This end-of-the-Mayan-Calendar crap is starting to get on our nerves over here at Movieline virtual headquarters, but it did give us an idea for a fun question to put to you, our esteemed readers: If the world was really about to end, what's the one movie you would choose to see before things went all Michael Bay?
Yeah, I know what you're thinking: If the world was ending, I would not be watching no movie, unh-unh. You'd be getting busy or frantically calling your shrink (who'd be frantically calling his shrink) or looting the nearest Best Buy so you could briefly experience the pleasures of the iPhone 5 without having to actually pay for one.
But imagine that panic does not ensue and you have the time and desire to see one last movie before everything fades to black.

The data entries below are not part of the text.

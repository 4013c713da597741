use std::path::{Component, Path, PathBuf};

use super::error::StorageError;

/// One backing file, in torrent order.
#[derive(Debug, Clone, PartialEq, Eq)]
pub struct FileEntry {
    /// Path relative to the storage root.
    pub path: PathBuf,
    pub length: u64,
}

impl FileEntry {
    pub fn new(path: impl Into<PathBuf>, length: u64) -> Self {
        Self {
            path: path.into(),
            length,
        }
    }
}

/// A contiguous run of bytes inside a single file.
#[derive(Debug, Clone, Copy, PartialEq, Eq)]
pub struct FileSpan {
    pub file_index: usize,
    pub file_offset: u64,
    pub length: u64,
}

/// Maps piece-relative offsets onto the backing files.
///
/// The data of a torrent is the concatenation of its files. A table with the
/// starting `(file, offset)` of every piece is computed once, so locating a
/// byte is a direct lookup followed by at most a few steps across file
/// boundaries.
#[derive(Debug, Clone)]
pub struct StorageLayout {
    files: Vec<FileEntry>,
    piece_length: u64,
    total_length: u64,
    hashes: Vec<[u8; 20]>,
    piece_starts: Vec<(usize, u64)>,
}

fn validate_file_path(file_path: &Path) -> Result<(), StorageError> {
    if file_path.as_os_str().is_empty() {
        return Err(StorageError::InvalidLayout("empty file path".into()));
    }
    for component in file_path.components() {
        match component {
            Component::ParentDir | Component::RootDir | Component::Prefix(_) => {
                return Err(StorageError::PathTraversal(file_path.display().to_string()));
            }
            _ => {}
        }
    }
    Ok(())
}

impl StorageLayout {
    pub fn new(
        files: Vec<FileEntry>,
        piece_length: u64,
        hashes: Vec<[u8; 20]>,
    ) -> Result<Self, StorageError> {
        if files.is_empty() {
            return Err(StorageError::InvalidLayout("no files".into()));
        }
        if piece_length == 0 {
            return Err(StorageError::InvalidLayout("zero piece length".into()));
        }
        for file in &files {
            validate_file_path(&file.path)?;
        }

        let total_length: u64 = files.iter().map(|f| f.length).sum();
        let expected = total_length.div_ceil(piece_length) as usize;
        if hashes.len() != expected {
            return Err(StorageError::InvalidLayout(format!(
                "{} bytes in {}-byte pieces needs {} hashes, got {}",
                total_length,
                piece_length,
                expected,
                hashes.len()
            )));
        }

        let mut piece_starts = Vec::with_capacity(expected);
        let mut file_index = 0;
        let mut file_start = 0u64;
        for piece in 0..expected as u64 {
            let start = piece * piece_length;
            while start >= file_start + files[file_index].length {
                file_start += files[file_index].length;
                file_index += 1;
            }
            piece_starts.push((file_index, start - file_start));
        }

        Ok(Self {
            files,
            piece_length,
            total_length,
            hashes,
            piece_starts,
        })
    }

    pub fn single_file(
        path: impl Into<PathBuf>,
        length: u64,
        piece_length: u64,
        hashes: Vec<[u8; 20]>,
    ) -> Result<Self, StorageError> {
        Self::new(vec![FileEntry::new(path, length)], piece_length, hashes)
    }

    pub fn files(&self) -> &[FileEntry] {
        &self.files
    }

    pub fn piece_count(&self) -> usize {
        self.hashes.len()
    }

    /// Nominal piece length; only the last piece may be shorter.
    pub fn piece_length(&self) -> u64 {
        self.piece_length
    }

    pub fn total_length(&self) -> u64 {
        self.total_length
    }

    /// Actual size of piece `index`; the last piece holds the remainder.
    pub fn piece_size(&self, index: u32) -> Option<u64> {
        let index = index as u64;
        let start = index.checked_mul(self.piece_length)?;
        (start < self.total_length).then(|| self.piece_length.min(self.total_length - start))
    }

    pub fn piece_hash(&self, index: u32) -> Option<&[u8; 20]> {
        self.hashes.get(index as usize)
    }

    /// Finds the file and in-file offset holding byte `begin` of piece
    /// `index`, or `None` past the end of the data.
    pub fn locate(&self, index: u32, begin: u64) -> Option<(usize, u64)> {
        let &(mut file, mut offset) = self.piece_starts.get(index as usize)?;
        offset += begin;
        while offset >= self.files[file].length {
            offset -= self.files[file].length;
            file += 1;
            if file == self.files.len() {
                return None;
            }
        }
        Some((file, offset))
    }

    /// Splits `length` bytes at `begin` within piece `index` into per-file
    /// spans, in order.
    pub fn spans(&self, index: u32, begin: u32, length: u32) -> Result<Vec<FileSpan>, StorageError> {
        let piece_size = self
            .piece_size(index)
            .ok_or(StorageError::InvalidPieceIndex(index))?;
        if begin as u64 + length as u64 > piece_size {
            return Err(StorageError::InvalidBlock {
                piece: index,
                begin,
                length,
            });
        }
        self.spans_unchecked(index, begin as u64, length as u64)
    }

    pub(crate) fn spans_unchecked(
        &self,
        index: u32,
        begin: u64,
        length: u64,
    ) -> Result<Vec<FileSpan>, StorageError> {
        let mut spans = Vec::new();
        if length == 0 {
            return Ok(spans);
        }

        let (mut file, mut offset) = self
            .locate(index, begin)
            .ok_or(StorageError::InvalidPieceIndex(index))?;
        let mut remaining = length;

        while remaining > 0 {
            let entry = self
                .files
                .get(file)
                .ok_or_else(|| StorageError::InvalidLayout("range runs past last file".into()))?;
            let take = remaining.min(entry.length - offset);
            if take > 0 {
                spans.push(FileSpan {
                    file_index: file,
                    file_offset: offset,
                    length: take,
                });
                remaining -= take;
            }
            file += 1;
            offset = 0;
        }

        Ok(spans)
    }
}
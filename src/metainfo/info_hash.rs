use std::fmt;

use sha1::{Digest, Sha1};

use super::error::MetainfoError;

/// SHA-1 of a torrent's bencoded info dictionary.
#[derive(Clone, Copy, PartialEq, Eq, Hash)]
pub struct InfoHash(pub [u8; 20]);

impl InfoHash {
    /// Hashes the raw bytes of an info dictionary.
    pub fn of_info(raw_info: &[u8]) -> Self {
        let mut hash = [0u8; 20];
        hash.copy_from_slice(&Sha1::digest(raw_info));
        Self(hash)
    }

    pub fn from_bytes(bytes: &[u8]) -> Result<Self, MetainfoError> {
        let hash: [u8; 20] = bytes
            .try_into()
            .map_err(|_| MetainfoError::InvalidInfoHashLength)?;
        Ok(Self(hash))
    }

    pub fn from_hex(s: &str) -> Result<Self, MetainfoError> {
        let bytes = hex_decode(s).ok_or(MetainfoError::InvalidInfoHashLength)?;
        Self::from_bytes(&bytes)
    }

    pub fn as_bytes(&self) -> &[u8; 20] {
        &self.0
    }

    pub fn to_hex(&self) -> String {
        self.0.iter().fold(String::with_capacity(40), |mut s, b| {
            use std::fmt::Write;
            let _ = write!(s, "{:02x}", b);
            s
        })
    }
}

impl fmt::Debug for InfoHash {
    fn fmt(&self, f: &mut fmt::Formatter<'_>) -> fmt::Result {
        write!(f, "InfoHash({})", self.to_hex())
    }
}

impl fmt::Display for InfoHash {
    fn fmt(&self, f: &mut fmt::Formatter<'_>) -> fmt::Result {
        f.write_str(&self.to_hex())
    }
}

fn hex_decode(s: &str) -> Option<Vec<u8>> {
    if s.len() % 2 != 0 || !s.is_ascii() {
        return None;
    }
    (0..s.len())
        .step_by(2)
        .map(|i| u8::from_str_radix(&s[i..i + 2], 16).ok())
        .collect()
}
use thiserror::Error;

/// Errors produced while decoding bencoded data.
#[derive(Debug, Error, PartialEq, Eq)]
pub enum BencodeError {
    #[error("unexpected end of input")]
    UnexpectedEof,

    #[error("invalid integer: {0}")]
    InvalidInteger(String),

    #[error("invalid string length")]
    InvalidStringLength,

    #[error("unexpected character: {0:?}")]
    UnexpectedChar(char),

    #[error("trailing data after value")]
    TrailingData,

    #[error("nesting too deep")]
    NestingTooDeep,
}
use std::net::SocketAddr;

use bytes::BytesMut;
use tokio::io::{AsyncRead, AsyncReadExt, AsyncWrite, AsyncWriteExt};
use tokio::net::tcp::{OwnedReadHalf, OwnedWriteHalf};
use tokio::net::TcpStream;
use tokio::time::timeout;

use super::error::PeerError;
use super::message::{Handshake, Message};
use crate::constants::{HANDSHAKE_LEN, MAX_FRAME_LEN, READ_TIMEOUT, WRITE_TIMEOUT};

/// Framed access to a peer socket during the handshake.
///
/// Once both handshakes are through, [`into_split`](Self::into_split) hands
/// the two directions to separate tasks. Bytes the peer sent right after its
/// handshake stay buffered in the reader.
pub struct PeerTransport {
    stream: TcpStream,
    read_buf: BytesMut,
}

/// Receiving half of an established connection.
pub struct MessageReader {
    half: OwnedReadHalf,
    read_buf: BytesMut,
}

/// Sending half of an established connection.
pub struct MessageWriter {
    half: OwnedWriteHalf,
}

impl PeerTransport {
    pub fn new(stream: TcpStream) -> Self {
        Self {
            stream,
            read_buf: BytesMut::with_capacity(32 * 1024),
        }
    }

    pub async fn send_handshake(&mut self, handshake: &Handshake) -> Result<(), PeerError> {
        write_all(&mut self.stream, &handshake.encode()).await
    }

    pub async fn receive_handshake(&mut self) -> Result<Handshake, PeerError> {
        fill(&mut self.stream, &mut self.read_buf, HANDSHAKE_LEN).await?;
        let data = self.read_buf.split_to(HANDSHAKE_LEN);
        Handshake::decode(&data)
    }

    pub async fn send_message(&mut self, message: &Message) -> Result<(), PeerError> {
        write_all(&mut self.stream, &message.encode()).await
    }

    pub async fn receive_message(&mut self) -> Result<Message, PeerError> {
        read_message(&mut self.stream, &mut self.read_buf).await
    }

    pub fn peer_addr(&self) -> std::io::Result<SocketAddr> {
        self.stream.peer_addr()
    }

    pub fn into_split(self) -> (MessageReader, MessageWriter) {
        let (read, write) = self.stream.into_split();
        (
            MessageReader {
                half: read,
                read_buf: self.read_buf,
            },
            MessageWriter { half: write },
        )
    }
}

impl MessageReader {
    pub async fn receive_message(&mut self) -> Result<Message, PeerError> {
        read_message(&mut self.half, &mut self.read_buf).await
    }
}

impl MessageWriter {
    pub async fn send_message(&mut self, message: &Message) -> Result<(), PeerError> {
        write_all(&mut self.half, &message.encode()).await
    }

    pub async fn shutdown(&mut self) {
        let _ = self.half.shutdown().await;
    }
}

async fn write_all<W: AsyncWrite + Unpin>(writer: &mut W, data: &[u8]) -> Result<(), PeerError> {
    timeout(WRITE_TIMEOUT, writer.write_all(data))
        .await
        .map_err(|_| PeerError::Timeout)??;
    Ok(())
}

/// Reads until `buf` holds at least `wanted` bytes.
async fn fill<R: AsyncRead + Unpin>(
    reader: &mut R,
    buf: &mut BytesMut,
    wanted: usize,
) -> Result<(), PeerError> {
    while buf.len() < wanted {
        let n = timeout(READ_TIMEOUT, reader.read_buf(buf))
            .await
            .map_err(|_| PeerError::Timeout)??;
        if n == 0 {
            return Err(PeerError::ConnectionClosed);
        }
    }
    Ok(())
}

async fn read_message<R: AsyncRead + Unpin>(
    reader: &mut R,
    buf: &mut BytesMut,
) -> Result<Message, PeerError> {
    fill(reader, buf, 4).await?;
    let length = u32::from_be_bytes([buf[0], buf[1], buf[2], buf[3]]) as usize;
    if length > MAX_FRAME_LEN {
        return Err(PeerError::InvalidMessage(format!(
            "message too large: {}",
            length
        )));
    }

    let total_len = 4 + length;
    fill(reader, buf, total_len).await?;
    Message::decode(buf.split_to(total_len).freeze())
}
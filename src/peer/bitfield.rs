use bytes::Bytes;
use thiserror::Error;

#[derive(Debug, Error, PartialEq, Eq)]
pub enum BitfieldError {
    #[error("bitfield is {actual} bytes, expected {expected}")]
    WrongLength { expected: usize, actual: usize },

    #[error("bitfield has bits set past the last piece")]
    SparePadding,
}

/// Packed set of piece indices.
///
/// Bits are numbered from the high bit of the first byte, the same layout the
/// wire `bitfield` message uses. Spare bits in the last byte are always zero.
#[derive(Debug, Clone, PartialEq, Eq)]
pub struct Bitfield {
    bits: Vec<u8>,
    len: usize,
}

impl Bitfield {
    pub fn new(len: usize) -> Self {
        Self {
            bits: vec![0; len.div_ceil(8)],
            len,
        }
    }

    pub fn full(len: usize) -> Self {
        let mut bf = Self {
            bits: vec![0xFF; len.div_ceil(8)],
            len,
        };
        bf.clear_spare_bits();
        bf
    }

    /// Parses the payload of a `bitfield` message.
    ///
    /// The payload must be exactly `ceil(len / 8)` bytes with zeroed padding.
    pub fn from_bytes(bytes: &[u8], len: usize) -> Result<Self, BitfieldError> {
        let expected = len.div_ceil(8);
        if bytes.len() != expected {
            return Err(BitfieldError::WrongLength {
                expected,
                actual: bytes.len(),
            });
        }
        let bf = Self {
            bits: bytes.to_vec(),
            len,
        };
        if bf.spare_mask() & bf.bits.last().copied().unwrap_or(0) != 0 {
            return Err(BitfieldError::SparePadding);
        }
        Ok(bf)
    }

    pub fn len(&self) -> usize {
        self.len
    }

    pub fn has(&self, index: usize) -> bool {
        index < self.len && self.bits[index / 8] & (0x80 >> (index % 8)) != 0
    }

    /// Sets bit `index`; out of range indices are ignored.
    pub fn set(&mut self, index: usize) {
        if index < self.len {
            self.bits[index / 8] |= 0x80 >> (index % 8);
        }
    }

    pub fn clear(&mut self, index: usize) {
        if index < self.len {
            self.bits[index / 8] &= !(0x80 >> (index % 8));
        }
    }

    pub fn count(&self) -> usize {
        self.bits.iter().map(|b| b.count_ones() as usize).sum()
    }

    pub fn is_complete(&self) -> bool {
        self.count() == self.len
    }

    pub fn is_empty(&self) -> bool {
        self.bits.iter().all(|&b| b == 0)
    }

    pub fn as_bytes(&self) -> &[u8] {
        &self.bits
    }

    pub fn to_bytes(&self) -> Bytes {
        Bytes::copy_from_slice(&self.bits)
    }

    /// Indices of all set bits, ascending.
    pub fn iter_set(&self) -> impl Iterator<Item = usize> + '_ {
        (0..self.len).filter(move |&i| self.has(i))
    }

    fn spare_mask(&self) -> u8 {
        match self.len % 8 {
            0 => 0,
            used => 0xFF >> used,
        }
    }

    fn clear_spare_bits(&mut self) {
        let mask = self.spare_mask();
        if let Some(last) = self.bits.last_mut() {
            *last &= !mask;
        }
    }
}

#[cfg(test)]
mod tests {
    use super::*;

    #[test]
    fn test_bit_order() {
        let mut bf = Bitfield::new(10);
        bf.set(0);
        bf.set(9);
        assert_eq!(bf.as_bytes(), &[0x80, 0x40]);
        assert!(bf.has(0));
        assert!(bf.has(9));
        assert!(!bf.has(10));
        assert_eq!(bf.iter_set().collect::<Vec<_>>(), vec![0, 9]);
    }

    #[test]
    fn test_full_clears_padding() {
        let bf = Bitfield::full(10);
        assert_eq!(bf.as_bytes(), &[0xFF, 0xC0]);
        assert!(bf.is_complete());
    }

    #[test]
    fn test_from_bytes_is_strict() {
        assert_eq!(
            Bitfield::from_bytes(&[0xFF], 10),
            Err(BitfieldError::WrongLength {
                expected: 2,
                actual: 1
            })
        );
        assert_eq!(
            Bitfield::from_bytes(&[0xFF, 0xE0], 10),
            Err(BitfieldError::SparePadding)
        );
        let bf = Bitfield::from_bytes(&[0x01, 0x40], 10).unwrap();
        assert_eq!(bf.iter_set().collect::<Vec<_>>(), vec![7, 9]);
    }

    #[test]
    fn test_clear_and_is_empty() {
        let mut bf = Bitfield::new(3);
        assert!(bf.is_empty());
        bf.set(2);
        assert!(!bf.is_empty());
        bf.clear(2);
        assert!(bf.is_empty());
        bf.set(7);
        assert_eq!(bf.count(), 0);
    }
}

What would it be? I see it as an emotional choice rather than a critical one: What is the one film that will leave you in the proper frame of mind to say goodbye to it all?
I'll get the party started. I'd have to go with the 1957 noir classic Sweet Smell of Success, starring Burt Lancaster and Tony Curtis. To help give you an idea of why this movie means so much to me, let me tell you a very old joke: An Englishman, a Frenchman and a New Yorker are captured by cannibals. The captives are told they're going to be killed and eaten and their skins are going to be used to build a canoe.
The cannibals are an empathetic and well-equipped group, however, and they allow each of their victims to choose how they'd like to die. The Englishman asks for a gun and shoots himself. The Frenchman chooses a sword. When it's the New Yorker's turn, he asks for a fork. The cannibals think this is odd, but they give him one — at which point he begins stabbing himself all over his body.
"So much for your fucking canoe," the New Yorker says before he dies.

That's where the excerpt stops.